» **SUPPLIED ENTRIES**

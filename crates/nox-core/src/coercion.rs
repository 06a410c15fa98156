//! Per-field coercion policy.
//!
//! Calendar components are coerced strictly: an unparsable value is a
//! [`NoxError::StrictCoercion`]. The measurement column is coerced
//! leniently: anything that is not a finite, non-negative number (notably
//! the `No data` sentinel) becomes a missing reading.

use std::fmt;
use std::str::FromStr;

use tracing::trace;

use crate::error::{NoxError, Result};
use crate::models::Reading;

// ── CoercionPolicy ────────────────────────────────────────────────────────────

/// How a text field is converted to its numeric type.
#[derive(Debug, Clone, Copy, PartialEq, Eq)]
pub enum CoercionPolicy {
    /// Unparsable input is an error that stops the run.
    Strict,
    /// Unparsable input becomes a missing value.
    LenientToMissing,
}

// ── Field ─────────────────────────────────────────────────────────────────────

/// The normalized columns that go through numeric coercion.
#[derive(Debug, Clone, Copy, PartialEq, Eq)]
pub enum Field {
    Day,
    Month,
    Year,
    Hour,
    NitrogenOxides,
}

impl Field {
    /// The coercion policy this field is subject to.
    pub const fn policy(self) -> CoercionPolicy {
        match self {
            Field::Day | Field::Month | Field::Year | Field::Hour => CoercionPolicy::Strict,
            Field::NitrogenOxides => CoercionPolicy::LenientToMissing,
        }
    }

    /// Column name in the normalized dataset.
    pub const fn name(self) -> &'static str {
        match self {
            Field::Day => "Day",
            Field::Month => "Month",
            Field::Year => "Year",
            Field::Hour => "Hour",
            Field::NitrogenOxides => "Nitrogen_Oxides",
        }
    }
}

impl fmt::Display for Field {
    fn fmt(&self, f: &mut fmt::Formatter<'_>) -> fmt::Result {
        f.write_str(self.name())
    }
}

// ── Coercion entry points ─────────────────────────────────────────────────────

impl CoercionPolicy {
    /// Parse `raw` under this policy.
    ///
    /// `Strict` returns `Ok(Some(_))` or an error; `LenientToMissing` never
    /// errors and returns `Ok(None)` for unparsable input.
    pub fn apply<T: FromStr>(self, field: Field, row: usize, raw: &str) -> Result<Option<T>> {
        match (self, raw.parse::<T>()) {
            (_, Ok(value)) => Ok(Some(value)),
            (CoercionPolicy::LenientToMissing, Err(_)) => {
                trace!("Row {}: {} value {:?} treated as missing", row, field, raw);
                Ok(None)
            }
            (CoercionPolicy::Strict, Err(_)) => Err(strict_error(field, row, raw)),
        }
    }
}

/// Coerce a calendar component under its field's policy.
///
/// Calendar fields are strict, so a successful return always carries a value.
pub fn coerce_component<T: FromStr>(field: Field, row: usize, raw: &str) -> Result<T> {
    field
        .policy()
        .apply::<T>(field, row, raw)?
        .ok_or_else(|| strict_error(field, row, raw))
}

/// Coerce a measurement value to a [`Reading`].
///
/// Surrounding whitespace is ignored. Negative and non-finite values are
/// treated like any other unparsable input.
pub fn coerce_reading(row: usize, raw: &str) -> Result<Reading> {
    let field = Field::NitrogenOxides;
    let parsed = field.policy().apply::<f64>(field, row, raw.trim())?;
    Ok(parsed.filter(|v| v.is_finite() && *v >= 0.0))
}

fn strict_error(field: Field, row: usize, raw: &str) -> NoxError {
    NoxError::StrictCoercion {
        row,
        field: field.name().to_string(),
        value: raw.to_string(),
    }
}

#[cfg(test)]
mod tests {
    use super::*;

    // ── Field::policy ────────────────────────────────────────────────────────

    #[test]
    fn test_calendar_fields_are_strict() {
        for field in [Field::Day, Field::Month, Field::Year, Field::Hour] {
            assert_eq!(field.policy(), CoercionPolicy::Strict, "{field}");
        }
    }

    #[test]
    fn test_measurement_field_is_lenient() {
        assert_eq!(
            Field::NitrogenOxides.policy(),
            CoercionPolicy::LenientToMissing
        );
    }

    // ── coerce_component ─────────────────────────────────────────────────────

    #[test]
    fn test_coerce_component_leading_zero() {
        let day: u32 = coerce_component(Field::Day, 0, "07").unwrap();
        assert_eq!(day, 7);
    }

    #[test]
    fn test_coerce_component_rejects_non_numeric() {
        let err = coerce_component::<u32>(Field::Month, 12, "/2").unwrap_err();
        match err {
            NoxError::StrictCoercion { row, field, value } => {
                assert_eq!(row, 12);
                assert_eq!(field, "Month");
                assert_eq!(value, "/2");
            }
            other => panic!("unexpected error: {other}"),
        }
    }

    #[test]
    fn test_coerce_component_rejects_empty() {
        assert!(coerce_component::<i32>(Field::Year, 0, "").is_err());
    }

    // ── coerce_reading ───────────────────────────────────────────────────────

    #[test]
    fn test_coerce_reading_numeric() {
        assert_eq!(coerce_reading(0, "50").unwrap(), Some(50.0));
        assert_eq!(coerce_reading(0, " 12.75 ").unwrap(), Some(12.75));
    }

    #[test]
    fn test_coerce_reading_no_data_is_missing() {
        assert_eq!(coerce_reading(0, "No data").unwrap(), None);
        assert_eq!(coerce_reading(0, "").unwrap(), None);
    }

    #[test]
    fn test_coerce_reading_rejects_negative_and_non_finite() {
        assert_eq!(coerce_reading(0, "-3.0").unwrap(), None);
        assert_eq!(coerce_reading(0, "NaN").unwrap(), None);
        assert_eq!(coerce_reading(0, "inf").unwrap(), None);
    }

    #[test]
    fn test_coerce_reading_zero_is_a_value() {
        assert_eq!(coerce_reading(0, "0").unwrap(), Some(0.0));
    }

    // ── CoercionPolicy::apply ────────────────────────────────────────────────

    #[test]
    fn test_strict_policy_on_measurement_errors() {
        let result = CoercionPolicy::Strict.apply::<f64>(Field::NitrogenOxides, 3, "No data");
        assert!(result.is_err());
    }
}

» **REQUIRED ACTION**
The full set of entries must be printed again without any alteration.

» **YOUR RESPONSE**
filename crates/nox-core/src/coercion.rs
repository 06a410c15fa98156
//! Per-field coercion policy.
//!
//! Calendar components are coerced strictly: an unparsable value is a
//! [`NoxError::StrictCoercion`]. The measurement column is coerced
//! leniently: anything that is not a finite, non-negative number (notably
//! the `No data` sentinel) becomes a missing reading.

use std::fmt;
use std::str::FromStr;

use tracing::trace;

use crate::error::{NoxError, Result};
use crate::models::Reading;

// ── CoercionPolicy ────────────────────────────────────────────────────────────

/// How a text field is converted to its numeric type.
#[derive(Debug, Clone, Copy, PartialEq, Eq)]
pub enum CoercionPolicy {
    /// Unparsable input is an error that stops the run.
    Strict,
    /// Unparsable input becomes a missing value.
    LenientToMissing,
}

// ── Field ─────────────────────────────────────────────────────────────────────

/// The normalized columns that go through numeric coercion.
#[derive(Debug, Clone, Copy, PartialEq, Eq)]
pub enum Field {
    Day,
    Month,
    Year,
    Hour,
    NitrogenOxides,
}

impl Field {
    /// The coercion policy this field is subject to.
    pub const fn policy(self) -> CoercionPolicy {
        match self {
            Field::Day | Field::Month | Field::Year | Field::Hour => CoercionPolicy::Strict,
            Field::NitrogenOxides => CoercionPolicy::LenientToMissing,
        }
    }

    /// Column name in the normalized dataset.
    pub const fn name(self) -> &'static str {
        match self {
            Field::Day => "Day",
            Field::Month => "Month",
            Field::Year => "Year",
            Field::Hour => "Hour",
            Field::NitrogenOxides => "Nitrogen_Oxides",
        }
    }
}

impl fmt::Display for Field {
    fn fmt(&self, f: &mut fmt::Formatter<'_>) -> fmt::Result {
        f.write_str(self.name())
    }
}

// ── Coercion entry points ─────────────────────────────────────────────────────

impl CoercionPolicy {
    /// Parse `raw` under this policy.
    ///
    /// `Strict` returns `Ok(Some(_))` or an error; `LenientToMissing` never
    /// errors and returns `Ok(None)` for unparsable input.
    pub fn apply<T: FromStr>(self, field: Field, row: usize, raw: &str) -> Result<Option<T>> {
        match (self, raw.parse::<T>()) {
            (_, Ok(value)) => Ok(Some(value)),
            (CoercionPolicy::LenientToMissing, Err(_)) => {
                trace!("Row {}: {} value {:?} treated as missing", row, field, raw);
                Ok(None)
            }
            (CoercionPolicy::Strict, Err(_)) => Err(strict_error(field, row, raw)),
        }
    }
}

/// Coerce a calendar component under its field's policy.
///
/// Calendar fields are strict, so a successful return always carries a value.
pub fn coerce_component<T: FromStr>(field: Field, row: usize, raw: &str) -> Result<T> {
    field
        .policy()
        .apply::<T>(field, row, raw)?
        .ok_or_else(|| strict_error(field, row, raw))
}

/// Coerce a measurement value to a [`Reading`].
///
/// Surrounding whitespace is ignored. Negative and non-finite values are
/// treated like any other unparsable input.
pub fn coerce_reading(row: usize, raw: &str) -> Result<Reading> {
    let field = Field::NitrogenOxides;
    let parsed = field.policy().apply::<f64>(field, row, raw.trim())?;
    Ok(parsed.filter(|v| v.is_finite() && *v >= 0.0))
}

fn strict_error(field: Field, row: usize, raw: &str) -> NoxError {
    NoxError::StrictCoercion {
        row,
        field: field.name().to_string(),
        value: raw.to_string(),
    }
}

#[cfg(test)]
mod tests {
    use super::*;

    // ── Field::policy ────────────────────────────────────────────────────────

    #[test]
    fn test_calendar_fields_are_strict() {
        for field in [Field::Day, Field::Month, Field::Year, Field::Hour] {
            assert_eq!(field.policy(), CoercionPolicy::Strict, "{field}");
        }
    }

    #[test]
    fn test_measurement_field_is_lenient() {
        assert_eq!(
            Field::NitrogenOxides.policy(),
            CoercionPolicy::LenientToMissing
        );
    }

    // ── coerce_component ─────────────────────────────────────────────────────

    #[test]
    fn test_coerce_component_leading_zero() {
        let day: u32 = coerce_component(Field::Day, 0, "07").unwrap();
        assert_eq!(day, 7);
    }

    #[test]
    fn test_coerce_component_rejects_non_numeric() {
        let err = coerce_component::<u32>(Field::Month, 12, "/2").unwrap_err();
        match err {
            NoxError::StrictCoercion { row, field, value } => {
                assert_eq!(row, 12);
                assert_eq!(field, "Month");
                assert_eq!(value, "/2");
            }
            other => panic!("unexpected error: {other}"),
        }
    }

    #[test]
    fn test_coerce_component_rejects_empty() {
        assert!(coerce_component::<i32>(Field::Year, 0, "").is_err());
    }

    // ── coerce_reading ───────────────────────────────────────────────────────

    #[test]
    fn test_coerce_reading_numeric() {
        assert_eq!(coerce_reading(0, "50").unwrap(), Some(50.0));
        assert_eq!(coerce_reading(0, " 12.75 ").unwrap(), Some(12.75));
    }

    #[test]
    fn test_coerce_reading_no_data_is_missing() {
        assert_eq!(coerce_reading(0, "No data").unwrap(), None);
        assert_eq!(coerce_reading(0, "").unwrap(), None);
    }

    #[test]
    fn test_coerce_reading_rejects_negative_and_non_finite() {
        assert_eq!(coerce_reading(0, "-3.0").unwrap(), None);
        assert_eq!(coerce_reading(0, "NaN").unwrap(), None);
        assert_eq!(coerce_reading(0, "inf").unwrap(), None);
    }

    #[test]
    fn test_coerce_reading_zero_is_a_value() {
        assert_eq!(coerce_reading(0, "0").unwrap(), Some(0.0));
    }

    // ── CoercionPolicy::apply ────────────────────────────────────────────────

    #[test]
    fn test_strict_policy_on_measurement_errors() {
        let result = CoercionPolicy::Strict.apply::<f64>(Field::NitrogenOxides, 3, "No data");
        assert!(result.is_err());
    }
}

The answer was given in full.